Missouri State President Clif Smart informed the public in his “Clif’s Notes” website postings about a budget shortfall that Missouri State is anticipating in the 2021 budget.
Smart informed readers that the university had to budget for $4.6 million in decreased revenue because of a decline in credit hours, and the overall anticipated shortfall could be as high as $7 million.
Smart told OI that while $7 million is a significant adjustment to the budget, the actual shortfall may end up being smaller than the currently projected amount.
“The decline could be significant but it is really too early to tell,” Smart told OI. “We had projected to be down about 800 undergraduate students this fall as a result of a huge graduating class but there are signs we are making up ground among all classes of students: first time new in college, transfers and graduate students. We should know more by May 1.”
Smart in his posting attributed the decline in part to “state and national demographic shifts”, which he explained to OI is related to graduation rates.
“Fewer people are graduating from high school in Missouri and fewer of those are going to college,” Smart told OI. “That is true in most Midwestern states as well.”
Smart noted the University is working in a number of ways to try and increase enrollment for the fall semester to offset the anticipated decline in undergraduate students.

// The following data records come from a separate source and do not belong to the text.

impl Grid {
    /// Create a grid of the given size with `foundation` placed at the origin
    pub fn new(width: u32, height: u32, foundation: Tile, allow_enclaves: bool) -> Result<Self, GameError> {
        if width == 0 || height == 0 || width > i32::MAX as u32 || height > i32::MAX as u32 {
            return Err(GameError::InvalidConfig(format!(
                "unsupported grid size {width}x{height}"
            )));
        }

        // Centre the grid on the origin; even sizes extend one further left/up
        let min = GridCoord::new(-((width / 2) as i32), -((height / 2) as i32));
        let max = GridCoord::new(min.x + (width as i32 - 1), min.y + (height as i32 - 1));

        let mut grid = Self {
            width,
            height,
            min,
            max,
            allow_enclaves,
            tiles: HashMap::new(),
            regions: RegionTracker::new(),
        };
        grid.insert(GridCoord::default(), foundation);
        debug!(width, height, foundation = ?foundation.kind(), "grid created");
        Ok(grid)
    }

    /// Create the grid a round with `config` starts with
    pub fn from_config(config: &GameConfig) -> Result<Self, GameError> {
        Self::new(
            config.grid_width,
            config.grid_height,
            Tile::new(config.foundation),
            config.allow_enclaves,
        )
    }

    // ==================== Query Methods ====================

    pub fn width(&self) -> u32 {
        self.width
    }

    pub fn height(&self) -> u32 {
        self.height
    }

    /// Smallest and largest valid coordinates
    pub fn bounds(&self) -> (GridCoord, GridCoord) {
        (self.min, self.max)
    }

    pub fn allows_enclaves(&self) -> bool {
        self.allow_enclaves
    }

    /// Whether a coordinate lies on the grid
    pub fn contains(&self, coord: GridCoord) -> bool {
        (self.min.x..=self.max.x).contains(&coord.x) && (self.min.y..=self.max.y).contains(&coord.y)
    }

    fn check_coord(&self, coord: GridCoord) -> Result<(), GameError> {
        if self.contains(coord) {
            Ok(())
        } else {
            Err(GameError::InvalidCoordinate {
                x: coord.x,
                y: coord.y,
            })
        }
    }

    /// The spot at a coordinate
    pub fn spot(&self, coord: GridCoord) -> Result<GridSpot, GameError> {
        self.check_coord(coord)?;
        Ok(GridSpot {
            coord,
            tile: self.tiles.get(&coord).copied(),
        })
    }

    pub fn tile(&self, coord: GridCoord) -> Option<&Tile> {
        self.tiles.get(&coord)
    }

    /// Whether a tile sits at `coord` (false off the grid)
    pub fn is_occupied(&self, coord: GridCoord) -> bool {
        self.tiles.contains_key(&coord)
    }

    /// Number of placed tiles, foundation included
    pub fn tile_count(&self) -> usize {
        self.tiles.len()
    }

    /// All placed tiles
    pub fn tiles(&self) -> &HashMap<GridCoord, Tile> {
        &self.tiles
    }

    pub fn regions(&self) -> &RegionTracker {
        &self.regions
    }

    /// Occupied spots sharing a side with `coord`
    pub fn direct_neighbors(&self, coord: GridCoord) -> Vec<GridSpot> {
        self.occupied_among(coord.direct_neighbors())
    }

    /// Occupied spots among the eight surrounding `coord`
    pub fn neighbors(&self, coord: GridCoord) -> Vec<GridSpot> {
        self.occupied_among(coord.neighbors())
    }

    fn occupied_among(&self, coords: impl IntoIterator<Item = GridCoord>) -> Vec<GridSpot> {
        coords
            .into_iter()
            .filter_map(|coord| {
                self.tiles.get(&coord).map(|tile| GridSpot {
                    coord,
                    tile: Some(*tile),
                })
            })
            .collect()
    }

    /// Free in-bounds spots next to at least one placed tile, in coordinate order
    pub fn frontier(&self) -> BTreeSet<GridCoord> {
        self.tiles
            .keys()
            .flat_map(|coord| coord.direct_neighbors())
            .filter(|coord| self.contains(*coord) && !self.is_occupied(*coord))
            .collect()
    }

    // ==================== Placement ====================

    /// Whether `tile` may be placed at `coord` in its current rotation.
    ///
    /// The spot must be free, touch at least one placed tile, and match every
    /// occupied neighbour edge for edge. With `allow_enclaves` off the
    /// placement must also not leave a neighbouring free spot that no tile
    /// design could ever fill.
    pub fn is_placeable(&self, coord: GridCoord, tile: &Tile, allow_enclaves: bool) -> Result<bool, GameError> {
        self.check_coord(coord)?;
        if self.is_occupied(coord) {
            return Ok(false);
        }

        let mut touches = false;
        for side in GridDirection::EDGES {
            if let Some(other) = self.tiles.get(&coord.step(side)) {
                touches = true;
                if !tile.fits_beside(side, other) {
                    return Ok(false);
                }
            }
        }
        if !touches {
            return Ok(false);
        }

        if !allow_enclaves && self.creates_enclave(coord, tile) {
            trace!(%coord, kind = ?tile.kind(), "placement would create an enclave");
            return Ok(false);
        }
        Ok(true)
    }

    /// Place a tile if the placement is legal under this grid's enclave rule.
    ///
    /// Returns `Ok(false)` and leaves the grid untouched for illegal placements.
    pub fn place(&mut self, coord: GridCoord, tile: Tile) -> Result<bool, GameError> {
        if !self.is_placeable(coord, &tile, self.allow_enclaves)? {
            debug!(%coord, kind = ?tile.kind(), rotation = ?tile.rotation(), "placement rejected");
            return Ok(false);
        }
        self.insert(coord, tile);
        debug!(%coord, kind = ?tile.kind(), rotation = ?tile.rotation(), "tile placed");
        Ok(true)
    }

    fn insert(&mut self, coord: GridCoord, tile: Tile) {
        self.tiles.insert(coord, tile);
        let tiles = &self.tiles;
        self.regions
            .add_tile(coord, &tile, |c| tiles.contains_key(&c));
    }

    /// Every (spot, rotation) where `kind` could be placed right now
    pub fn valid_placements(&self, kind: TileKind) -> Vec<(GridCoord, Rotation)> {
        let mut placements = Vec::new();
        for coord in self.frontier() {
            for rotation in Rotation::ALL {
                let tile = Tile::with_rotation(kind, rotation);
                if matches!(self.is_placeable(coord, &tile, self.allow_enclaves), Ok(true)) {
                    placements.push((coord, rotation));
                }
            }
        }
        placements
    }

    /// Whether `kind` fits anywhere in any rotation
    pub fn has_any_placement(&self, kind: TileKind) -> bool {
        self.frontier().into_iter().any(|coord| {
            Rotation::ALL.into_iter().any(|rotation| {
                let tile = Tile::with_rotation(kind, rotation);
                matches!(self.is_placeable(coord, &tile, self.allow_enclaves), Ok(true))
            })
        })
    }

    /// Whether putting `tile` at `coord` leaves a neighbouring free spot unfillable
    fn creates_enclave(&self, coord: GridCoord, tile: &Tile) -> bool {
        coord
            .direct_neighbors()
            .into_iter()
            .filter(|spot| self.contains(*spot) && !self.is_occupied(*spot))
            .any(|spot| !self.spot_fillable(spot, (coord, tile)))
    }

    /// Whether any tile design fits `spot` given the placed tiles plus `extra`
    fn spot_fillable(&self, spot: GridCoord, extra: (GridCoord, &Tile)) -> bool {
        let constraints: Vec<(GridDirection, TerrainType)> = GridDirection::EDGES
            .into_iter()
            .filter_map(|side| {
                let neighbour = spot.step(side);
                let facing = side.opposite();
                if neighbour == extra.0 {
                    Some((side, extra.1.terrain(facing)))
                } else {
                    self.tiles.get(&neighbour).map(|t| (side, t.terrain(facing)))
                }
            })
            .collect();

        TileKind::ALL.into_iter().any(|kind| {
            Rotation::ALL.into_iter().any(|rotation| {
                let candidate = Tile::with_rotation(kind, rotation);
                constraints
                    .iter()
                    .all(|(side, terrain)| candidate.terrain(*side) == *terrain)
            })
        })
    }

    // ==================== Meeples ====================

    /// Whether a meeple could stand on `direction` of the tile at `coord`
    pub fn can_place_meeple(&self, coord: GridCoord, direction: GridDirection) -> bool {
        let Some(tile) = self.tiles.get(&coord) else {
            return false;
        };
        if tile.meeple().is_some() {
            return false;
        }
        let terrain = tile.terrain(direction);
        if !terrain.can_hold_meeple() {
            return false;
        }
        let cell = FeatureCell::new(coord, direction);
        match terrain {
            TerrainType::Field => self
                .regions
                .field_region(&self.tiles, cell)
                .is_some_and(|region| region.claims.is_empty()),
            _ => self
                .regions
                .pattern_at(cell)
                .is_some_and(|pattern| !pattern.is_claimed()),
        }
    }

    /// One position per unclaimed feature of the tile at `coord`
    pub fn meeple_spots(&self, coord: GridCoord) -> Vec<GridDirection> {
        let Some(tile) = self.tiles.get(&coord) else {
            return Vec::new();
        };
        tile.features()
            .into_iter()
            .filter_map(|(_, positions)| positions.first().copied())
            .filter(|direction| self.can_place_meeple(coord, *direction))
            .collect()
    }

    /// Stand a meeple on a feature of the tile at `coord`
    pub fn place_meeple(
        &mut self,
        coord: GridCoord,
        direction: GridDirection,
        owner: PlayerId,
    ) -> Result<MeepleTarget, GameError> {
        self.check_coord(coord)?;
        if !self.can_place_meeple(coord, direction) {
            return Err(GameError::InvalidMeeplePosition);
        }

        let cell = FeatureCell::new(coord, direction);
        let terrain = self
            .tiles
            .get(&coord)
            .map(|t| t.terrain(direction))
            .ok_or(GameError::InvalidMeeplePosition)?;
        let target = match terrain {
            TerrainType::Field => MeepleTarget::Field,
            _ => MeepleTarget::Pattern(self.regions.claim(cell, owner)?),
        };

        if let Some(tile) = self.tiles.get_mut(&coord) {
            tile.set_meeple(Meeple {
                owner,
                position: direction,
            });
        }
        debug!(%coord, ?direction, owner, role = terrain.meeple_role(), "meeple placed");
        Ok(target)
    }

    /// Lift the meeple off the tile at `coord`
    pub(crate) fn remove_meeple(&mut self, coord: GridCoord) -> Option<Meeple> {
        self.tiles.get_mut(&coord).and_then(|tile| tile.take_meeple())
    }

    // ==================== Regions ====================

    /// Patterns completed since the last call
    pub fn drain_completed(&mut self) -> Vec<PatternId> {
        self.regions.drain_completed()
    }

    pub(crate) fn regions_mut(&mut self) -> &mut RegionTracker {
        &mut self.regions
    }

    /// The field region a field position belongs to
    pub fn field_region(&self, coord: GridCoord, direction: GridDirection) -> Option<FieldRegion> {
        self.regions
            .field_region(&self.tiles, FeatureCell::new(coord, direction))
    }

    /// Every field region on the grid
    pub fn field_regions(&self) -> Vec<FieldRegion> {
        self.regions.field_regions(&self.tiles)
    }
}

“In the short term we have updated our website, instituted new/different marketing strategies, changed our scholarship package, waived our admission fee, created a virtual tour etc,” Smart told OI. “In the long term we may look to revamp certain academic programs to more closely align with careers and create new micro-credentials sought after by employers. We also look to expand student services like advising to improve retention and graduation rates. We are creating a strategic enrollment management plan which will contain these and other ideas.”
Smart notes that the MSU Board of Governors was able to hold tuition for in-state undergraduate students to 2.87%, lower than other increases at Missouri’s public universities, because of an appropriations increase last year. That will allow flexibility for the Board and President Smart as they look at increased tuition for the coming year.